All but the least attentive of public school students are vaguely aware of the human body’s being comprised of approximately 65-70% water, a percentage which lines up rather closely with the earth’s 71% water composition. We are our mother’s children, it would seem. Unlike so many of those trace minerals and essential oils upon which human organisms rely for good health and proper function, water is the very essence of life itself. After all, life on this cosmic vessel (or so-called “pale blue dot”) did, indeed, originate in the oceans. The life-sustaining blood of land-based fauna possesses considerable chemical similarity with seawater, further underscoring water’s central role in bodily vitality. And blood is but one component of the mammalian organism to benefit greatly from proper hydration.
Organs both internal and external alike are acutely sensitive to changes in one’s hydration levels, and such changes can result in drawbacks cosmetic and functional alike.
Though keeping oneself properly hydrated is important for any number of perfectly good reasons, those listed below should be front of mind for individuals of all health/fitness levels. After all, these five critical roles water plays in your health are as applicable to the maintaining of one’s wellbeing as they are to the restoring of vitality for those who tend to neglect their hydration needs. Even many fitness-conscious individuals tend to overlook the role water plays in athletic performance, energy levels, recovery periods, and so on.
In fact, the ubiquity of drinking water (at least in the developed world) renders it more likely to be marginalized, as athletes and exercise-focused people focus heavily on protein-laden foods and supplements. For instance, among the five critical roles water plays in your health is that of digestion (see below), which is to say that proper hydration contributes greatly to the absorption of protein and vitamins. But we’re ahead of ourselves…
Five Critical Roles Water Plays in Your Health
1. Digestion—Put simply, water facilitates the movement of food and waste through one’s digestive tract. In addition to keeping one “regular” in terms of movements, adequate hydration ensures the intestines will extract nutrition more wholly and efficiently than would they in an under-hydrated body. Draw more out of what you ingest by coupling it with a glass or two of water.
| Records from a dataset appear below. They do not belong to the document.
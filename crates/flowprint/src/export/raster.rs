//! Raster export: the whole scene captured as a bitmap.
//!
//! The pipeline is capture (see [`capture`](super::capture)) → parse with
//! `usvg` → render with `resvg` into a `tiny_skia` pixmap that was first
//! filled with the background color → encode. PNG output is the pixmap as
//! is; PDF output embeds it in a single page (see [`pdf`](super::pdf)).

use std::sync::Arc;

use log::{debug, info, warn};
use tiny_skia::Pixmap;

use flowprint_core::{
    geometry::{Bounds, Size},
    node::Node,
    scene::Scene,
};

use super::{ExportFormat, ExportStrategy, Exporter, RasterTarget, capture, pdf, unsupported};
use crate::{
    bounds::compute_bounds,
    config::{AppConfig, ChromeConfig, RasterConfig},
    download::Payload,
    error::ExportError,
};

/// Largest bitmap, in pixels, a raster export may allocate (1 GiB of RGBA).
pub const MAX_BITMAP_PIXELS: u64 = 16_384 * 16_384;

/// A rendered bitmap and the pixel ratio it was rendered at.
pub struct Bitmap {
    pixmap: Pixmap,
    pixel_ratio: f32,
}

impl Bitmap {
    /// Width in device pixels.
    pub fn width(&self) -> u32 {
        self.pixmap.width()
    }

    /// Height in device pixels.
    pub fn height(&self) -> u32 {
        self.pixmap.height()
    }

    pub fn pixel_ratio(&self) -> f32 {
        self.pixel_ratio
    }

    /// Size in logical (scene) pixels.
    pub fn logical_size(&self) -> Size {
        Size::new(
            self.width() as f32 / self.pixel_ratio,
            self.height() as f32 / self.pixel_ratio,
        )
    }

    /// Returns the RGBA value of one device pixel, unpremultiplied.
    pub fn pixel(&self, x: u32, y: u32) -> Option<[u8; 4]> {
        let pixel = self.pixmap.pixel(x, y)?.demultiply();
        Some([pixel.red(), pixel.green(), pixel.blue(), pixel.alpha()])
    }

    /// Encodes the bitmap as PNG.
    pub fn encode_png(&self) -> Result<Vec<u8>, ExportError> {
        self.pixmap
            .encode_png()
            .map_err(|err| ExportError::Encoding(format!("PNG encoding failed: {err}")))
    }

    /// Returns packed 8-bit RGB samples, composited over white.
    pub fn to_rgb(&self) -> Vec<u8> {
        let data = self.pixmap.data();
        let mut rgb = Vec::with_capacity(data.len() / 4 * 3);
        for px in data.chunks_exact(4) {
            // Premultiplied: over white is `c + (255 - a)`
            let inverse = 255 - px[3];
            rgb.extend_from_slice(&[
                px[0].saturating_add(inverse),
                px[1].saturating_add(inverse),
                px[2].saturating_add(inverse),
            ]);
        }
        rgb
    }
}

impl std::fmt::Debug for Bitmap {
    fn fmt(&self, f: &mut std::fmt::Formatter<'_>) -> std::fmt::Result {
        f.debug_struct("Bitmap")
            .field("width", &self.width())
            .field("height", &self.height())
            .field("pixel_ratio", &self.pixel_ratio)
            .finish()
    }
}

/// Captures scenes and renders them as PNG or single-page PDF.
///
/// The font database is loaded once, when the exporter is created, and
/// shared by every export it performs.
pub struct RasterExporter {
    config: RasterConfig,
    chrome: ChromeConfig,
    padding: f32,
    fontdb: Arc<fontdb::Database>,
}

impl RasterExporter {
    /// Creates an exporter and loads the configured fonts.
    pub fn new(config: RasterConfig, chrome: ChromeConfig, padding: f32) -> Self {
        let mut db = fontdb::Database::new();
        if config.load_system_fonts() {
            db.load_system_fonts();
        }
        for dir in config.font_dirs() {
            if !dir.is_dir() {
                warn!(path = dir.display().to_string(); "Font directory not found");
                continue;
            }
            db.load_fonts_dir(dir);
        }
        info!(font_faces = db.len(); "Font database loaded");

        Self {
            config,
            chrome,
            padding,
            fontdb: Arc::new(db),
        }
    }

    /// Creates an exporter from the application configuration.
    pub fn from_config(config: &AppConfig) -> Self {
        Self::new(
            config.raster().clone(),
            config.chrome().clone(),
            config.export().padding(),
        )
    }

    /// Captures and renders the visible part of `scene`.
    ///
    /// # Errors
    ///
    /// [`ExportError::ContainerNotFound`] if the scene has no container,
    /// [`ExportError::NoVisibleContent`] if no node is visible, and
    /// [`ExportError::Encoding`] if the bitmap cannot be produced or would
    /// exceed [`MAX_BITMAP_PIXELS`].
    pub fn render_bitmap(&self, scene: &dyn Scene, nodes: &[Node]) -> Result<Bitmap, ExportError> {
        let container = scene.container().ok_or(ExportError::ContainerNotFound)?;
        let bounds = compute_bounds(nodes, self.padding).ok_or(ExportError::NoVisibleContent)?;

        let root = match scene.viewport() {
            Some(viewport) => viewport,
            None => {
                warn!("Scene has no viewport, capturing the whole container");
                container
            }
        };

        let document = capture::capture_document(
            scene,
            root,
            bounds,
            &self.chrome,
            self.config.background_color(),
        );
        self.rasterize(&document.to_string(), bounds)
    }

    fn rasterize(&self, svg: &str, bounds: Bounds) -> Result<Bitmap, ExportError> {
        let ratio = self.config.pixel_ratio();
        let (width, height) = bitmap_dimensions(bounds, ratio)?;

        let mut options = usvg::Options::default();
        options.fontdb = Arc::clone(&self.fontdb);
        let tree = usvg::Tree::from_str(svg, &options)
            .map_err(|err| ExportError::Encoding(format!("invalid capture document: {err}")))?;

        let mut pixmap = Pixmap::new(width, height).ok_or_else(|| {
            ExportError::Encoding(format!("cannot allocate a {width}x{height} bitmap"))
        })?;

        let [r, g, b, a] = self.config.background_color().to_rgba8();
        pixmap.fill(tiny_skia::Color::from_rgba8(r, g, b, a));

        let transform = tiny_skia::Transform::from_scale(ratio, ratio);
        resvg::render(&tree, transform, &mut pixmap.as_mut());

        debug!(width, height, pixel_ratio = ratio; "Scene rasterized");
        Ok(Bitmap {
            pixmap,
            pixel_ratio: ratio,
        })
    }
}

/// Pixel dimensions of `bounds` at `ratio`, refused above [`MAX_BITMAP_PIXELS`].
fn bitmap_dimensions(bounds: Bounds, ratio: f32) -> Result<(u32, u32), ExportError> {
    let width = (f64::from(bounds.width()) * f64::from(ratio)).ceil().max(1.0);
    let height = (f64::from(bounds.height()) * f64::from(ratio)).ceil().max(1.0);
    if width * height > MAX_BITMAP_PIXELS as f64 {
        return Err(ExportError::Encoding(format!(
            "a {width}x{height} bitmap exceeds the limit of {MAX_BITMAP_PIXELS} pixels"
        )));
    }
    Ok((width as u32, height as u32))
}

impl std::fmt::Debug for RasterExporter {
    fn fmt(&self, f: &mut std::fmt::Formatter<'_>) -> std::fmt::Result {
        f.debug_struct("RasterExporter")
            .field("config", &self.config)
            .field("padding", &self.padding)
            .field("font_faces", &self.fontdb.len())
            .finish()
    }
}

impl Exporter for RasterExporter {
    fn supports(&self, format: ExportFormat) -> bool {
        matches!(format.strategy(), ExportStrategy::Raster(_))
    }

    fn export(
        &self,
        scene: &dyn Scene,
        nodes: &[Node],
        format: ExportFormat,
    ) -> Result<Payload, ExportError> {
        let ExportStrategy::Raster(target) = format.strategy() else {
            return Err(unsupported(format, "raster"));
        };

        info!(format:% = format; "Starting raster export");
        let bitmap = self.render_bitmap(scene, nodes)?;

        let bytes = match target {
            RasterTarget::Image => bitmap.encode_png()?,
            RasterTarget::Document => pdf::encode_document(&bitmap)?,
        };
        info!(format:% = format, bytes = bytes.len(); "Raster export finished");
        Ok(Payload::Bytes(bytes))
    }
}

#[cfg(test)]
mod tests {
    use super::*;
    use flowprint_core::{
        color::Color,
        geometry::{Point, Transform},
        scene::{
            CONTAINER_CLASS, CONTROLS_CLASS, Element, ElementKind, NODE_CLASS, SceneBuilder,
            SceneTree, VIEWPORT_CLASS,
        },
        style::{StyleDeclaration, Stylesheet},
    };

    fn exporter(ratio: f32) -> RasterExporter {
        RasterExporter::new(
            RasterConfig::default()
                .with_pixel_ratio(ratio)
                .with_system_fonts(false),
            ChromeConfig::default(),
            10.0,
        )
    }

    fn red_block_scene() -> SceneTree {
        let sheet = Stylesheet::new().with_rule(
            NODE_CLASS,
            StyleDeclaration::new().with_background_color(Color::new("#ff0000").unwrap()),
        );
        let mut b = SceneBuilder::new(sheet);
        let root = b
            .root(Element::new(ElementKind::Container).with_class(CONTAINER_CLASS))
            .unwrap();
        let viewport = b
            .child(
                root,
                Element::new(ElementKind::Group)
                    .with_class(VIEWPORT_CLASS)
                    .with_transform(Transform::translate(Point::new(500.0, 500.0))),
            )
            .unwrap();
        b.child(
            viewport,
            Element::new(ElementKind::Block(Bounds::new(0.0, 0.0, 20.0, 20.0)))
                .with_class(NODE_CLASS)
                .with_data_id("a"),
        )
        .unwrap();
        b.child(root, Element::new(ElementKind::Container).with_class(CONTROLS_CLASS))
            .unwrap();
        b.build().unwrap()
    }

    fn nodes() -> Vec<Node> {
        vec![Node::new(Point::new(0.0, 0.0)).with_id("a").with_size(Size::new(20.0, 20.0))]
    }

    #[test]
    fn test_bitmap_size_follows_bounds_and_ratio() {
        let bitmap = exporter(2.0).render_bitmap(&red_block_scene(), &nodes()).unwrap();
        // 20 + 2 * 10 padding = 40 logical pixels
        assert_eq!(bitmap.width(), 80);
        assert_eq!(bitmap.height(), 80);
        assert_eq!(bitmap.logical_size(), Size::new(40.0, 40.0));
    }

    #[test]
    fn test_background_and_content_pixels() {
        let bitmap = exporter(1.0).render_bitmap(&red_block_scene(), &nodes()).unwrap();

        // Padding area is white, node area is red, pan/zoom ignored
        assert_eq!(bitmap.pixel(2, 2), Some([255, 255, 255, 255]));
        assert_eq!(bitmap.pixel(20, 20), Some([255, 0, 0, 255]));
    }

    #[test]
    fn test_png_signature() {
        let png = exporter(1.0)
            .export(&red_block_scene(), &nodes(), ExportFormat::Png)
            .unwrap();
        assert_eq!(&png.as_bytes()[..8], b"\x89PNG\r\n\x1a\n");
    }

    #[test]
    fn test_rgb_composites_over_white() {
        let bitmap = exporter(1.0).render_bitmap(&red_block_scene(), &nodes()).unwrap();
        let rgb = bitmap.to_rgb();
        assert_eq!(rgb.len(), 40 * 40 * 3);
        assert_eq!(&rgb[..3], &[255, 255, 255]);
    }

    #[test]
    fn test_missing_container_is_reported_first() {
        let mut b = SceneBuilder::default();
        b.root(Element::new(ElementKind::Container)).unwrap();
        let scene = b.build().unwrap();

        assert_eq!(
            exporter(1.0).render_bitmap(&scene, &[]).unwrap_err(),
            ExportError::ContainerNotFound
        );
    }

    #[test]
    fn test_no_visible_nodes() {
        let hidden = vec![Node::new(Point::new(0.0, 0.0)).with_hidden(true)];
        assert_eq!(
            exporter(1.0)
                .render_bitmap(&red_block_scene(), &hidden)
                .unwrap_err(),
            ExportError::NoVisibleContent
        );
    }

    #[test]
    fn test_oversized_bitmap_is_refused() {
        let large = vec![
            Node::new(Point::new(0.0, 0.0))
                .with_id("a")
                .with_size(Size::new(5000.0, 3000.0)),
        ];
        let err = exporter(6.0).render_bitmap(&red_block_scene(), &large).unwrap_err();
        assert!(matches!(err, ExportError::Encoding(msg) if msg.contains("exceeds")));

        // The same diagram fits at a lower ratio
        assert_eq!(
            bitmap_dimensions(Bounds::new(0.0, 0.0, 5020.0, 3020.0), 1.0).unwrap(),
            (5020, 3020)
        );
    }

    #[test]
    fn test_svg_is_not_a_raster_format() {
        let exporter = exporter(1.0);
        assert!(exporter.supports(ExportFormat::Png));
        assert!(exporter.supports(ExportFormat::Pdf));
        assert!(!exporter.supports(ExportFormat::Svg));
        assert!(matches!(
            exporter.export(&red_block_scene(), &nodes(), ExportFormat::Svg),
            Err(ExportError::Encoding(_))
        ));
    }
}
2. Blood health—Blood is, among other things, a fluid. A life-bringing, miraculous fluid. Thus, the health of one’s blood hinges heavily upon one’s water intake. In a properly watered body, blood is comprised of something in the range of 90% water. Anything less than that and blood pressure is wont to increase, as a more viscous fluid requires greater force to be pumped. Keep your blood fluidic—hydrate.
3. Join repair—Our musculoskeletal systems rely greatly upon resilient, vital joints to achieve locomotion and other forms of physiological activity. These joints are enormously dependent upon water for both reliable, sustained function as for the repair of what is more or less inevitable degradation. Specifically, the padding which safeguards joints from friction and impact is far more vulnerable to deterioration in the absence of water than are they when it is abundant.
4. Kidney function—Renal health is difficult to overstate, as our kidneys exist in a state of constant of filtration. About the size of a clenched fist, kidneys (which thankfully come in pairs) are responsible for the endless task of cleansing one’s blood of toxins and impurities. Proper hydration provides the body’s filtration mechanism a leg (or kidney) up.
5. Complexion—What list of this sort is complete without an appeal for aesthetic well being? As it happens, the benefits articulated above collectively contribute to skin health, as the skin (our most visible organ) tends to reflect the health of that which lies within. The achieving of youthful elasticity is within reach, provided a bottle or glass of potable water happens to inhabit your grasp.
Water is supremely essential (truly, it is life’s very essence) to bodily health, yet it is often regrettably overlooked, at least where necessary quantities of consumption are concerned. A person might be easily compelled to engage in a few moments of hydration once a feeling of thirst has set in; however, by that point the effects of dehydration are almost certainly manifest within a human body. Hydrating consistently and to such a degree as to ensure one does experience a state of uncomfortable thirstiness should be a hallmark of healthy living, at least for those who value their digestive, circulatory, and epidermal wellbeing.